Sunday, January 11, 2015

Sense of Truth Itself



“In war you lose your sense of the definite, hence your sense of truth itself, and therefore it’s safe to say that in a true war story nothing much is ever very true."

Dealing with trauma can cause individuals to use disassociation as a mean of painting the trauma as insignificant. Trauma can also lead to the victims developing PTSD.  As a result of disassociation, it is difficult to determine what is actually a memory or the re-imaginings of the trauma to the victim. Trauma victims can use amnesia as a coping mechanism to forget the act of trauma itself or to make it seem as if it had happened to someone else in a different lifetime. As a result of disassociation, individuals develop the incapability to distinguish between the true recollection of the trauma and the "storied" version of the memories.
 As Tim O'Brien stated, "In war you lose your sense of the definite, hence your sense of truth itself, and therefore it's safe to say that in a true story nothing much is ever very true". By writing that, I think he was letting the readers know that in general, when a  victim is retelling their memory of the trauma, it could necessarily not be 100% true as victims sometimes, without meaning to, tell their imagined memories as part of the true memories. Their memories were morphed as a way to separate/isolate the incident from their everyday life, so they could continue as if nothing happened.

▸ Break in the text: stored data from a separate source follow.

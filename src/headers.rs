use crate::bitreader::BitReader;
use crate::enums::PicType;
use crate::error::{Error, Result};
use tracing::trace;

pub const PROFILE_JIZHUN: u8 = 0x20;
pub const PROFILE_BROADCAST: u8 = 0x48;

/// Sequence header (GY/T 257.1-2012 §7.1.2.2).
#[derive(Clone, Debug, Default)]
pub struct SequenceHeader {
    pub profile: u8,
    pub level: u8,
    pub progressive_seq: bool,
    pub width: u16,
    pub height: u16,
    pub chroma_format: u8,
    pub sample_precision: u8,
    pub aspect_ratio: u8,
    pub frame_rate_code: u8,
    pub bitrate: u32,
    pub low_delay: bool,
    pub bbv_buffer_size: u32,
}

/// Picture header, shared shape for I and P/B pictures (§7.1.3.1/§7.1.3.2).
#[derive(Clone, Debug, Default)]
pub struct PictureHeader {
    pub bbv_delay: u32,
    pub time_code_flag: bool,
    pub time_code: u32,
    pub pic_type: u8,
    pub pic_distance: u32,
    pub bbv_check_times: u32,
    pub progressive_frame: bool,
    pub picture_structure: bool,
    pub top_field_first: bool,
    pub repeat_first_field: bool,
    pub fixed_pic_qp: bool,
    pub pic_qp: u8,
    pub pic_ref_flag: bool,
    pub no_fwd_ref_flag: bool,
    pub pb_field_enhanced_flag: bool,
    pub skip_mode_flag: bool,
    pub loop_filter_disable: bool,
    pub loop_filter_param_flag: bool,
    pub alpha_c_offset: i32,
    pub beta_offset: i32,
    pub weight_quant_flag: bool,
    pub chroma_quant_param_disable: bool,
    pub chroma_quant_delta_cb: i32,
    pub chroma_quant_delta_cr: i32,
    pub weight_quant_index: u8,
    pub weight_quant_model: u8,
    pub weight_quant_param_delta: [i32; 8],
    pub aec_enable: bool,
}

impl Default for PicType {
    fn default() -> Self {
        PicType::I
    }
}

pub fn parse_sequence_header(data: &[u8]) -> Result<SequenceHeader> {
    if data.len() < 18 {
        return Err(Error::bad_stream("sequence header too short"));
    }
    let mut bits = BitReader::new(&data[6..]);
    let mut hdr = SequenceHeader {
        profile: data[4],
        level: data[5],
        ..Default::default()
    };

    hdr.progressive_seq = bits.read1()? != 0;
    hdr.width = bits.read_bits(14)? as u16;
    hdr.height = bits.read_bits(14)? as u16;
    hdr.chroma_format = bits.read_bits(2)? as u8;
    hdr.sample_precision = bits.read_bits(3)? as u8;
    hdr.aspect_ratio = bits.read_bits(4)? as u8;
    hdr.frame_rate_code = bits.read_bits(4)? as u8;
    hdr.bitrate = bits.read_bits(18)?;
    bits.skip_bits(1)?;
    hdr.bitrate += bits.read_bits(12)? << 18;
    hdr.low_delay = bits.read1()? != 0;
    bits.skip_bits(1)?;
    hdr.bbv_buffer_size = bits.read_bits(18)?;
    trace!(width = hdr.width, height = hdr.height, chroma_format = hdr.chroma_format, "sequence header fields decoded");
    Ok(hdr)
}

fn parse_loop_filter(bits: &mut BitReader, hdr: &mut PictureHeader) -> Result<()> {
    hdr.loop_filter_disable = bits.read1()? != 0;
    if !hdr.loop_filter_disable {
        hdr.loop_filter_param_flag = bits.read1()? != 0;
        if hdr.loop_filter_param_flag {
            hdr.alpha_c_offset = bits.read_se8()?;
            hdr.beta_offset = bits.read_se8()?;
        }
        if !(-8..=8).contains(&hdr.alpha_c_offset) {
            return Err(Error::bad_stream("alpha_c_offset out of range"));
        }
        if !(-8..=8).contains(&hdr.beta_offset) {
            return Err(Error::bad_stream("beta_offset out of range"));
        }
    }
    Ok(())
}

fn parse_weight_quant(bits: &mut BitReader, seq: &SequenceHeader, hdr: &mut PictureHeader) -> Result<()> {
    if seq.profile != PROFILE_BROADCAST {
        return Ok(());
    }
    if bits.bits_left() == 0 {
        return Err(Error::bad_stream("picture header exhausted before broadcast fields"));
    }

    hdr.weight_quant_flag = bits.read1()? != 0;
    if hdr.weight_quant_flag {
        bits.skip_bits(1)?;
        hdr.chroma_quant_param_disable = bits.read1()? != 0;
        if !hdr.chroma_quant_param_disable {
            hdr.chroma_quant_delta_cb = bits.read_se8()?;
            hdr.chroma_quant_delta_cr = bits.read_se8()?;
            if !(-16..=16).contains(&hdr.chroma_quant_delta_cb) {
                return Err(Error::bad_stream("chroma_quant_delta_cb out of range"));
            }
            if !(-16..=16).contains(&hdr.chroma_quant_delta_cr) {
                return Err(Error::bad_stream("chroma_quant_delta_cr out of range"));
            }
        }

        hdr.weight_quant_index = bits.read_bits(2)? as u8;
        hdr.weight_quant_model = bits.read_bits(2)? as u8;
        if hdr.weight_quant_index == 3 || hdr.weight_quant_model == 3 {
            return Err(Error::bad_stream("reserved weight_quant_index/model value"));
        }
        if hdr.weight_quant_index != 0 {
            for delta in hdr.weight_quant_param_delta[..6].iter_mut() {
                let d = bits.read_se8()?;
                if !(-128..=127).contains(&d) {
                    return Err(Error::bad_stream("weight_quant_param_delta out of range"));
                }
                *delta = d;
            }
        }
    }

    hdr.aec_enable = bits.read1()? != 0;
    Ok(())
}

pub fn parse_picture_header_i(data: &[u8], seq: &SequenceHeader) -> Result<PictureHeader> {
    if data.len() < 8 {
        return Err(Error::bad_stream("I-picture header too short"));
    }
    let mut bits = BitReader::new(&data[4..]);
    let mut hdr = PictureHeader::default();

    hdr.bbv_delay = bits.read_bits(16)?;
    if seq.profile == PROFILE_BROADCAST {
        bits.skip_bits(1)?;
        hdr.bbv_delay = (hdr.bbv_delay << 7) + bits.read_bits(7)?;
    }

    hdr.time_code_flag = bits.read1()? != 0;
    hdr.time_code = if hdr.time_code_flag { bits.read_bits(24)? } else { 0 };

    bits.skip_bits(1)?;
    hdr.pic_type = PicType::I as u8;
    hdr.pic_distance = bits.read_bits(8)?;

    hdr.bbv_check_times = if seq.low_delay { bits.read_ue8()? } else { 0 };

    hdr.progressive_frame = bits.read1()? != 0;
    hdr.picture_structure = if !hdr.progressive_frame { bits.read1()? != 0 } else { true };

    hdr.top_field_first = bits.read1()? != 0;
    hdr.repeat_first_field = bits.read1()? != 0;

    hdr.fixed_pic_qp = bits.read1()? != 0;
    hdr.pic_qp = bits.read_bits(6)? as u8;

    hdr.pic_ref_flag = true;
    hdr.no_fwd_ref_flag = false;
    hdr.pb_field_enhanced_flag = false;

    hdr.skip_mode_flag = if !hdr.progressive_frame && !hdr.picture_structure {
        bits.read1()? != 0
    } else {
        false
    };

    bits.skip_bits(4)?;

    parse_loop_filter(&mut bits, &mut hdr)?;
    parse_weight_quant(&mut bits, seq, &mut hdr)?;

    if bits.bits_left() == 0 {
        return Err(Error::bad_stream("I-picture header exhausted"));
    }
    trace!(pic_distance = hdr.pic_distance, qp = hdr.pic_qp, aec = hdr.aec_enable, "I-picture header decoded");
    Ok(hdr)
}

pub fn parse_picture_header_pb(data: &[u8], seq: &SequenceHeader) -> Result<PictureHeader> {
    if data.len() < 8 {
        return Err(Error::bad_stream("PB-picture header too short"));
    }
    let mut bits = BitReader::new(&data[4..]);
    let mut hdr = PictureHeader::default();

    hdr.bbv_delay = bits.read_bits(16)?;
    if seq.profile == PROFILE_BROADCAST {
        bits.skip_bits(1)?;
        hdr.bbv_delay = (hdr.bbv_delay << 7) + bits.read_bits(7)?;
    }

    hdr.pic_type = 1 + bits.read_bits(2)? as u8;
    if hdr.pic_type != PicType::P as u8 && hdr.pic_type != PicType::B as u8 {
        return Err(Error::bad_stream("invalid pic_type in PB-picture header"));
    }

    hdr.pic_distance = bits.read_bits(8)?;
    hdr.bbv_check_times = if seq.low_delay { bits.read_ue8()? } else { 0 };

    hdr.progressive_frame = bits.read1()? != 0;
    if !hdr.progressive_frame {
        hdr.picture_structure = bits.read1()? != 0;
        if !hdr.picture_structure {
            bits.skip_bits(1)?; // advanced_pred_mode_disable, always 1
        }
    } else {
        hdr.picture_structure = true;
    }

    hdr.top_field_first = bits.read1()? != 0;
    hdr.repeat_first_field = bits.read1()? != 0;

    hdr.fixed_pic_qp = bits.read1()? != 0;
    hdr.pic_qp = bits.read_bits(6)? as u8;

    hdr.pic_ref_flag = if !(hdr.pic_type == PicType::B as u8 && hdr.picture_structure) {
        bits.read1()? != 0
    } else {
        true
    };

    hdr.no_fwd_ref_flag = bits.read1()? != 0;
    hdr.pb_field_enhanced_flag = bits.read1()? != 0;

    bits.skip_bits(2)?;
    hdr.skip_mode_flag = bits.read1()? != 0;

    parse_loop_filter(&mut bits, &mut hdr)?;
    parse_weight_quant(&mut bits, seq, &mut hdr)?;

    if bits.bits_left() == 0 {
        return Err(Error::bad_stream("PB-picture header exhausted"));
    }
    trace!(pic_type = hdr.pic_type, pic_distance = hdr.pic_distance, qp = hdr.pic_qp, aec = hdr.aec_enable, "PB-picture header decoded");
    Ok(hdr)
}

#[cfg(test)]
mod tests {
    use super::*;

    fn pack_seq_header() -> Vec<u8> {
        let mut data = vec![0x00, 0x00, 0x01, 0xB0, PROFILE_JIZHUN, 0x20];
        // progressive_seq=1, width=720(0b00001011010000), height=576(0b00001001000000)
        data.extend_from_slice(&[0b1_0000101, 0b1010000_0, 0b0010010_0, 0b00000_01, 0b0_0001_000]);
        while data.len() < 18 {
            data.push(0);
        }
        data
    }

    #[test]
    fn sequence_header_rejects_short_buffer() {
        assert!(parse_sequence_header(&[0u8; 10]).is_err());
    }

    #[test]
    fn sequence_header_extracts_profile_and_level() {
        let data = pack_seq_header();
        let hdr = parse_sequence_header(&data).unwrap();
        assert_eq!(hdr.profile, PROFILE_JIZHUN);
        assert_eq!(hdr.level, 0x20);
    }

    #[test]
    fn broadcast_profile_rejects_reserved_weight_quant_values() {
        let seq = SequenceHeader { profile: PROFILE_BROADCAST, low_delay: false, ..Default::default() };
        // An all-ones payload drives weight_quant_index and weight_quant_model
        // to 0b11 (reserved), which must be rejected.
        let mut data = vec![0x00, 0x00, 0x01, 0xB3];
        data.extend_from_slice(&[0xFF; 8]);
        assert!(parse_picture_header_i(&data, &seq).is_err());
    }

    #[test]
    fn pb_header_rejects_invalid_pic_type() {
        let seq = SequenceHeader::default();
        // pic_type field derived as 1 + 2 bits; all-zero payload yields
        // pic_type=1 (I), which the PB parser must reject.
        let mut data = vec![0x00, 0x00, 0x01, 0xB6];
        data.extend_from_slice(&[0x00; 8]);
        assert!(parse_picture_header_pb(&data, &seq).is_err());
    }
}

This quote explains to me why his retelling of Curt Lemon's death varies each time. The first telling of the memory paints Lemon's death almost as if it was not real or that Lemon is not dead, only surrounded by sunlight that "lifted him up and sucked him high into a tree full of moss and vines and white blossoms." The second retelling states facts without emotion, i.e. "on the third day, Curt Lemon stepped on a booby-trapped 105 round. He was playing catch with Rat Kiley, laughing, and then he was dead". I would consider the third telling about the day of Lemon’s death as the true memory because of how he describes the scene without any romanticizing and how it affects even now in the present.